▶ [Activity]: Wherever the string "Some" shows up in the data below, copy the whole line.

▶ [Dataset entries]:
--- START ---
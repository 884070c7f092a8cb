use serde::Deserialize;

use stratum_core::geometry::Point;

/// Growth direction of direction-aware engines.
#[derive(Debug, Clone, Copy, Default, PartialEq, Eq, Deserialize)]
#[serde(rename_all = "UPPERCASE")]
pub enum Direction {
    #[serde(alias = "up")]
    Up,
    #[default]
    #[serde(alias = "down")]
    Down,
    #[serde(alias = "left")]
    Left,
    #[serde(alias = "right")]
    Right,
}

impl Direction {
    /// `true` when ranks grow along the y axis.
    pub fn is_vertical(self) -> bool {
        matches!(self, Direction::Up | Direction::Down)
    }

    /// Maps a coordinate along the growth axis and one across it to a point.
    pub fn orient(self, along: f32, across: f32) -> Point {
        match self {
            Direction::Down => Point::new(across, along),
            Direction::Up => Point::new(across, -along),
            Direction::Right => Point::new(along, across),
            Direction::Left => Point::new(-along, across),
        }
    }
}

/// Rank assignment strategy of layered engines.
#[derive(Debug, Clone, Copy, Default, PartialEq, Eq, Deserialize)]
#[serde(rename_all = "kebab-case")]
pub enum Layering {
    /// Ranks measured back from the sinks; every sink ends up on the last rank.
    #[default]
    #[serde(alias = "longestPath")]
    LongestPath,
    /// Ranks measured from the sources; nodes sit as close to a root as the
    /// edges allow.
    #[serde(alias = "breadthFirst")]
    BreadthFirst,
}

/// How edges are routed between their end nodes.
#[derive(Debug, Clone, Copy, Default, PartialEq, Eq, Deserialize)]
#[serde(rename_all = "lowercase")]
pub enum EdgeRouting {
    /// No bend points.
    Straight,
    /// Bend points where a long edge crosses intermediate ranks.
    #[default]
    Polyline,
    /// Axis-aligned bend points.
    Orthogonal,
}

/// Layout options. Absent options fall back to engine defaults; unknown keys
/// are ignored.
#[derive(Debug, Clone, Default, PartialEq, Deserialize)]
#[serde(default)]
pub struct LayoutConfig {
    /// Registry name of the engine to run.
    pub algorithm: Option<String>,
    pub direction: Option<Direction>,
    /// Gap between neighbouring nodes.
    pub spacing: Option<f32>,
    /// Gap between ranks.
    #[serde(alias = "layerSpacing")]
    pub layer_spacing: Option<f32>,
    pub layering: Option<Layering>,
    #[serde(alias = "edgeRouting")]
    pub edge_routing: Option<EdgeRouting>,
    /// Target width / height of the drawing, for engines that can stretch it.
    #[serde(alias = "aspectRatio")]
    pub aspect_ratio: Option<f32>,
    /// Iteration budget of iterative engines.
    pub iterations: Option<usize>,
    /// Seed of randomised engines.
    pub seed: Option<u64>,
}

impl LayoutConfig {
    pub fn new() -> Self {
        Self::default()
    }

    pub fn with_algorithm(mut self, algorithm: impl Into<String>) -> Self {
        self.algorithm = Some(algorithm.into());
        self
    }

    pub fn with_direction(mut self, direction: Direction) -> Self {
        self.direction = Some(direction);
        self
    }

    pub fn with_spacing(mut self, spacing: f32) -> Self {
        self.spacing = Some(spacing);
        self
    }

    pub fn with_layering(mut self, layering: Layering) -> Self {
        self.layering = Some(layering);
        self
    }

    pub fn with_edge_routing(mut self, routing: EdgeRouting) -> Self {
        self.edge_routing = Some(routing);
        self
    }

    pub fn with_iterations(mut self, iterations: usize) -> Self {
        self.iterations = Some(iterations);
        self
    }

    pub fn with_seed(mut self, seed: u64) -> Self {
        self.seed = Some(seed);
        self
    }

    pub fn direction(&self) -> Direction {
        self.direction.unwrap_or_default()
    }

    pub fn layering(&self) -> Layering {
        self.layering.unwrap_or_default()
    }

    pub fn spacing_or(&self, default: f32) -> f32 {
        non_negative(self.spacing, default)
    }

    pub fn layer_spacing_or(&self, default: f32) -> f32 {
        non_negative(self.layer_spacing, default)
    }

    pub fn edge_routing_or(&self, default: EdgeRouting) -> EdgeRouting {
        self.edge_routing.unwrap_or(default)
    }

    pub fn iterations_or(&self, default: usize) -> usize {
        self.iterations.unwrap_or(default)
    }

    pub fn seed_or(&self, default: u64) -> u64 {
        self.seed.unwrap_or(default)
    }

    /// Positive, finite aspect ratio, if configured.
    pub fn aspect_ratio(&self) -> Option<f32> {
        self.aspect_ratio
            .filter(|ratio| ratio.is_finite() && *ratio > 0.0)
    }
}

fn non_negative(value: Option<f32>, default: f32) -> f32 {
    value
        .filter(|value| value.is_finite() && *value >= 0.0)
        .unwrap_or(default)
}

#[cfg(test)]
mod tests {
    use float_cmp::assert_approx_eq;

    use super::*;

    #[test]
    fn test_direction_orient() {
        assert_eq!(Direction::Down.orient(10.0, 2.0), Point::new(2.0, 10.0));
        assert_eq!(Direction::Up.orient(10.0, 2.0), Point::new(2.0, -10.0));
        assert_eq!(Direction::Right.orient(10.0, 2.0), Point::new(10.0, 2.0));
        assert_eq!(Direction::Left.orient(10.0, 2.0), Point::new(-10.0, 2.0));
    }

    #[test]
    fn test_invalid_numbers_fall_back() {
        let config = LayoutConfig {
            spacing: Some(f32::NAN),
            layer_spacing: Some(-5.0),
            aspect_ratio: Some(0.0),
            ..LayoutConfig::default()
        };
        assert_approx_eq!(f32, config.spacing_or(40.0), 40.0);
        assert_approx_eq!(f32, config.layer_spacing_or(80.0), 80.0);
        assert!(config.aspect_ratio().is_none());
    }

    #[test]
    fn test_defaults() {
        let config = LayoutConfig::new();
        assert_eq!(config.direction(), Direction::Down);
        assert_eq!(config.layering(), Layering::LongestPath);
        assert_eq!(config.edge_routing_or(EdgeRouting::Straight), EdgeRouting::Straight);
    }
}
--- END ---
▶ [Task response]:
        self.algorithm = Some(algorithm.into());
        self.direction = Some(direction);
        self.spacing = Some(spacing);
        self.layering = Some(layering);
        self.edge_routing = Some(routing);
        self.iterations = Some(iterations);
        self.seed = Some(seed);
            spacing: Some(f32::NAN),
            layer_spacing: Some(-5.0),
            aspect_ratio: Some(0.0),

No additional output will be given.